RomaFF11 – Selezione Ufficiale: “7 minuti”, un film di Michele Placido

7 minuti (Italia/Francia/Svizzera, 2016) di Michele Placido con Ambra Angiolini, Cristiana Capotondi, Fiorella Mannoia, Maria Nazionale, Violante Placido, Clémence Poésy, Sabine Timoteo, Ottavia Piccolo, Anne Consigny, Michele Placido, Luisa Cattaneo, Erika D’Ambrosio, Balkissa Maiga, Bruno Cariello, Lee Colbert, Mimma Lovoi, Donato Placido, Gerardo Placido

Sceneggiatura di Michele Placido e Stefano Massini, dall’omonima pièce teatrale di Stefano Massini

Drammatico, 1h 32’, Koch Media, in uscita il 3 novembre 2016

Voto: 3 su 10

Fin dove si è disposti ad arrivare per mantenere il proprio posto di lavoro? A questo angoscioso interrogativo ha provato a rispondere Stefano Massini con una pièce teatrale intitolata 7 minuti, che ha viaggiato per l’Italia con la regia di Alessandro Gassman e l’interpretazione centrale di Ottavia Piccolo. Quel testo è ora diventato un film, diretto da Michele Placido e prodotto, con l’aiuto di finanziamenti esteri, dalla moglie Federica Vincenti. Francamente, il risultato lascia molto a desiderare, specie se si pensa all’importanza del tema affrontato.

53024I 7 minuti del titolo, infatti, sono la posta in gioco per un gruppo di operaie in una fabbrica tessile che è stata assorbita da una multinazionale francese. Sembra che non siano previsti licenziamenti, ma c’è una clausola nell’accordo che la nuova proprietà vuole far firmare al Consiglio di fabbrica, composto da undici donne (Piccolo, Mannoia, Angiolini, Capotondi, Placido, Poésy, Nazionale, Cattaneo, D’Ambrosio, Maiga, Timoteo). Saranno loro a dover decidere per sé e in rappresentanza di tutta la fabbrica, se rinunciare a 7 minuti di pausa al giorno, solo 7 minuti in luogo di un contratto che, per il resto, non subirà nuovi cambiamenti.

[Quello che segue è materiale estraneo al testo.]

//! Generated identifiers.

use std::cell::Cell;

/// Monotonic counters for placeholder ids and anonymous field names.
///
/// Every panel built from one set of counters gets distinct identifiers.
/// Builders that must not collide with each other share the same counters
/// through an `Rc<Counters>`. The counters are never reset.
#[derive(Debug, Default)]
pub struct Counters {
    placeholder: Cell<u64>,
    field: Cell<u64>,
    button: Cell<u64>,
}

impl Counters {
    /// Create counters starting at zero.
    pub fn new() -> Self {
        Self::default()
    }

    fn next(cell: &Cell<u64>) -> u64 {
        let value = cell.get();
        cell.set(value + 1);
        value
    }

    /// Next placeholder element id.
    pub fn next_placeholder_id(&self) -> String {
        format!("__tmps_{}", Self::next(&self.placeholder))
    }

    /// Next anonymous field name.
    pub fn next_field_name(&self) -> String {
        format!("field{}", Self::next(&self.field))
    }

    /// Next anonymous button name.
    pub fn next_button_name(&self) -> String {
        format!("Button-{}", Self::next(&self.button))
    }
}
//! Field records.

use crate::attributes::Attributes;
use crate::kind::FieldKind;
use crate::messages::Messages;
use crate::namespaces::{ATTR_LABEL, ATTR_LABEL_KEY, ATTR_TITLE, ATTR_VALUE, TAG_URI};
use crate::widget::WidgetParts;
use smol_str::SmolStr;
use std::fmt;
use template_dom::NodeId;

/// Handle to a field of a [`crate::TopPanel`].
#[derive(Debug, Clone, Copy, PartialEq, Eq, Hash, PartialOrd, Ord)]
pub struct FieldId(u32);

impl FieldId {
    pub(crate) fn new(index: usize) -> Self {
        Self(index as u32)
    }

    pub(crate) fn index(self) -> usize {
        self.0 as usize
    }
}

impl fmt::Display for FieldId {
    fn fmt(&self, f: &mut fmt::Formatter<'_>) -> fmt::Result {
        write!(f, "@{}", self.0)
    }
}

/// Widget lifecycle. Realization happens once and is never undone.
#[derive(Debug, Clone, Default, PartialEq, Eq)]
pub enum Widget {
    /// No widget created yet.
    #[default]
    Unrealized,
    /// The widget exists and its attributes were applied.
    Realized(WidgetParts),
}

/// Outcome of a container's pre-registration hook.
#[derive(Debug, Clone, Copy, PartialEq, Eq)]
pub enum Registration {
    /// The child is ordinary content and gets a placeholder.
    Accepted,
    /// The container took the child for a special role.
    Intercepted,
}

/// A field: configuration, widget and position in the field tree.
#[derive(Debug, Clone)]
pub struct Field {
    pub(crate) id: FieldId,
    pub(crate) kind: FieldKind,
    pub(crate) name: SmolStr,
    pub(crate) attributes: Attributes,
    pub(crate) parent: Option<FieldId>,
    pub(crate) children: Vec<FieldId>,
    pub(crate) attached: Vec<FieldId>,
    pub(crate) widget: Widget,
}

impl Field {
    pub(crate) fn new(id: FieldId, kind: FieldKind, name: SmolStr, attributes: Attributes) -> Self {
        Self {
            id,
            kind,
            name,
            attributes,
            parent: None,
            children: Vec::new(),
            attached: Vec::new(),
            widget: Widget::Unrealized,
        }
    }

    /// Get the field id.
    pub fn id(&self) -> FieldId {
        self.id
    }

    /// Get the field variant.
    pub fn kind(&self) -> FieldKind {
        self.kind
    }

    /// Get the field name.
    pub fn name(&self) -> &str {
        &self.name
    }

    /// Get the attributes of the source tag.
    pub fn attributes(&self) -> &Attributes {
        &self.attributes
    }

    /// Get an attribute by URI.
    pub fn attribute(&self, uri: &str) -> Option<&str> {
        self.attributes.get(uri)
    }

    /// URI of the tag the field was created from.
    pub fn tag_uri(&self) -> Option<&str> {
        self.attributes.get(TAG_URI)
    }

    /// The `value` attribute.
    pub fn default_value(&self) -> Option<&str> {
        self.attributes.get(ATTR_VALUE)
    }

    /// Resolve the label: localized `labelKey`, then `label`, then `title`.
    pub fn label(&self, messages: &dyn Messages) -> Option<String> {
        self.attributes
            .get(ATTR_LABEL_KEY)
            .and_then(|key| messages.message(key))
            .or_else(|| self.attributes.get(ATTR_LABEL))
            .or_else(|| self.attributes.get(ATTR_TITLE))
            .map(str::to_string)
    }

    /// Get the parent field.
    pub fn parent(&self) -> Option<FieldId> {
        self.parent
    }

    /// Children registered as content, in document order.
    pub fn children(&self) -> &[FieldId] {
        &self.children
    }

    /// Children intercepted by this container (tab pages, disclosure header).
    pub fn attached(&self) -> &[FieldId] {
        &self.attached
    }

    /// All children, content first.
    pub fn contents(&self) -> impl Iterator<Item = FieldId> + '_ {
        self.children.iter().chain(&self.attached).copied()
    }

    /// Check whether the widget exists.
    pub fn is_realized(&self) -> bool {
        matches!(self.widget, Widget::Realized(_))
    }

    /// Root element of the widget, once realized.
    pub fn widget(&self) -> Option<NodeId> {
        self.parts().map(WidgetParts::root)
    }

    /// Widget parts, once realized.
    pub fn parts(&self) -> Option<&WidgetParts> {
        match &self.widget {
            Widget::Realized(parts) => Some(parts),
            Widget::Unrealized => None,
        }
    }

    pub(crate) fn parts_mut(&mut self) -> Option<&mut WidgetParts> {
        match &mut self.widget {
            Widget::Realized(parts) => Some(parts),
            Widget::Unrealized => None,
        }
    }
}
//! XML documents for form templates.
//!
//! Templates are plain XML where element and attribute names are identified
//! by *URIs*: the namespace URI followed by the local name. The parser
//! resolves `xmlns` declarations into those URIs while keeping the qualified
//! names around, so elements can be written back exactly as they were
//! declared.

pub mod ast;
pub mod error;
pub mod parser;
pub mod serialize;
pub mod uri;

pub use ast::{Attribute, Document, Element, Node};
pub use error::{XmlError, XmlErrorCode, XmlResult};
pub use parser::{parse_document, parse_fragment};
pub use serialize::{
    escape, escape_attribute, serialize_close_tag, serialize_content, serialize_element,
    serialize_open_tag,
};
pub use uri::{local_name_of, make_uri, namespace_of, XMLNS_NAMESPACE, XML_NAMESPACE};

La più anziana del gruppo si oppone ad avvalorare la proposta, le altre vogliono accettare…

Ora, è indubbia la portata sociale di una storia simile e la rilevanza estrema che investe il mezzo cinematografico nel farsene portavoce. Però, dovrebbe anche essere scontato trattare tali problematiche col massimo rigore possibile, proprio in virtù del grave impatto che hanno sul pubblico. Massini, per il suo spettacolo, ha attinto da uno schema narrativo che ha fatto scuola, quello che Reginald Rose scrisse per La parola ai giurati di Sidney Lumet; Placido inevitabilmente deve tenerne conto, cercando anche di ritrovare le atmosfere del thriller psicologico, senza rincorrere troppo modelli come Laurent Cantet, Loach o i fratelli Dardenne, che pure hanno spesso trattato vicende simili.

Purtroppo, il linguaggio teatrale è altra cosa rispetto ai meccanismi cinematografici: azioni che sul palcoscenico hanno un senso, sul grande schermo stridono terribilmente col realismo assoluto che un episodio come questo, ispirato a un vero caso avvenuto in Francia, richiederebbe. Ne viene fuori una pantomima piena zeppa di isterismi e scene madri, infarcita di dialoghi enfatici e situazioni ai limiti del credibile. Il problema non è dato dalla recitazione, anche piuttosto efficace, delle attrici, ma proprio dall’impostazione drammaticamente artefatta che direzione e scrittura hanno adottato. A farne le spese è una nobile causa, che forse avrebbe meritato un regista meno ridondante di Placido per essere sostenuta da una giusta sobrietà.